**Task to complete**
Copy the lines exactly. Begin at the first line of the data and stop after the line with "const SHORT_LEN: usize = 12;".

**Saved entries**
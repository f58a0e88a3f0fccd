//! Key fingerprints: one-way identification of key material.

use serde::{Deserialize, Serialize};
use sha2::{Digest, Sha256};

/// Number of hex characters shown by [`KeyFingerprint::short`].
const SHORT_LEN: usize = 12;

/// SHA-256 digest of a key's raw bytes, rendered as lowercase hex.
///
/// Used for equality comparison and human display in rotation records;
/// never reversible to the key. Two independently generated keys collide
/// with negligible probability.
#[derive(Clone, Debug, PartialEq, Eq, Serialize, Deserialize)]
#[serde(transparent)]
pub struct KeyFingerprint(String);

impl KeyFingerprint {
    /// Fingerprint arbitrary key bytes. Deterministic: the same bytes always
    /// produce the same fingerprint.
    pub fn of(key_bytes: &[u8]) -> Self {
        let digest = Sha256::digest(key_bytes);
        Self(hex::encode(digest))
    }

    /// Full 64-character hex digest.
    pub fn as_hex(&self) -> &str {
        &self.0
    }

    /// Truncated form for display next to other rotation output.
    pub fn short(&self) -> &str {
        &self.0[..SHORT_LEN]
    }
}

impl std::fmt::Display for KeyFingerprint {
    fn fmt(&self, f: &mut std::fmt::Formatter<'_>) -> std::fmt::Result {
        f.write_str(&self.0)
    }
}
//! Master key handling: format validation, generation, environment supply.
//!
//! A [`MasterKey`] is the single symmetric key currently authoritative for
//! the configuration artifact. It is never persisted; the process reads it
//! from [`MASTER_KEY_ENV`] at start, and every copy zeroes its memory on
//! drop.

use base64::Engine;
use base64::engine::general_purpose::STANDARD as B64;
use rand::Rng;
use subtle::ConstantTimeEq;
use zeroize::{Zeroize, ZeroizeOnDrop};

use crate::core::CryptoError;
use crate::crypto::fingerprint::KeyFingerprint;

/// Environment variable that supplies the active master key (base64-encoded
/// raw bytes). There is no fallback secret: if the variable is unset, any
/// operation needing a key fails with [`CryptoError::KeyMissing`] before
/// touching the filesystem.
pub const MASTER_KEY_ENV: &str = "QUASAR_MASTER_KEY";

/// Raw key length required by AES-256-GCM.
pub const KEY_LEN: usize = 32;

/// Opaque fixed-length symmetric master key.
///
/// Construct one per operation; nothing in this crate caches keys across
/// unrelated calls. Memory is zeroized on drop.
#[derive(Zeroize, ZeroizeOnDrop)]
pub struct MasterKey {
    bytes: [u8; KEY_LEN],
}

impl MasterKey {
    /// Wrap raw key bytes of exactly the right length.
    pub fn from_bytes(bytes: [u8; KEY_LEN]) -> Self {
        Self { bytes }
    }

    /// Validate arbitrary bytes as a key.
    pub fn from_slice(bytes: &[u8]) -> Result<Self, CryptoError> {
        let bytes: [u8; KEY_LEN] =
            bytes
                .try_into()
                .map_err(|_| CryptoError::InvalidKeyFormat {
                    reason: format!("expected {KEY_LEN} raw bytes, got {}", bytes.len()),
                })?;
        Ok(Self { bytes })
    }

    /// Parse a base64-encoded key, the wire format used by
    /// [`MASTER_KEY_ENV`] and by the CLI when printing a generated key.
    pub fn from_base64(encoded: &str) -> Result<Self, CryptoError> {
        let mut decoded =
            B64.decode(encoded.trim())
                .map_err(|e| CryptoError::InvalidKeyFormat {
                    reason: format!("invalid base64: {e}"),
                })?;
        let key = Self::from_slice(&decoded);
        decoded.zeroize();
        key
    }

    /// Generate a fresh key from OS randomness.
    pub fn generate() -> Self {
        let mut bytes = [0u8; KEY_LEN];
        rand::rng().fill_bytes(&mut bytes);
        Self { bytes }
    }

    /// Read the active key from [`MASTER_KEY_ENV`].
    pub fn from_env() -> Result<Self, CryptoError> {
        Self::from_env_var(MASTER_KEY_ENV)
    }

    /// Read a key from a named environment variable.
    pub fn from_env_var(var: &str) -> Result<Self, CryptoError> {
        let encoded = std::env::var(var).map_err(|_| CryptoError::KeyMissing {
            var: var.to_string(),
        })?;
        Self::from_base64(&encoded)
    }

    /// Base64 rendering for operator display. The caller is handing the key
    /// to a human; treat the returned string accordingly.
    pub fn to_base64(&self) -> String {
        B64.encode(self.bytes)
    }

    /// One-way fingerprint of the key bytes for audit identification.
    pub fn fingerprint(&self) -> KeyFingerprint {
        KeyFingerprint::of(&self.bytes)
    }

    /// Constant-time equality check.
    pub fn eq_ct(&self, other: &Self) -> bool {
        self.bytes.ct_eq(&other.bytes).into()
    }

    pub(crate) fn as_bytes(&self) -> &[u8; KEY_LEN] {
        &self.bytes
    }
}

impl std::fmt::Debug for MasterKey {
    fn fmt(&self, f: &mut std::fmt::Formatter<'_>) -> std::fmt::Result {
        write!(f, "MasterKey[REDACTED]")
    }
}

**Solution to this problem**
repository f58a0e88a3f0fccd
//! Key fingerprints: one-way identification of key material.

use serde::{Deserialize, Serialize};
use sha2::{Digest, Sha256};

/// Number of hex characters shown by [`KeyFingerprint::short`].
const SHORT_LEN: usize = 12;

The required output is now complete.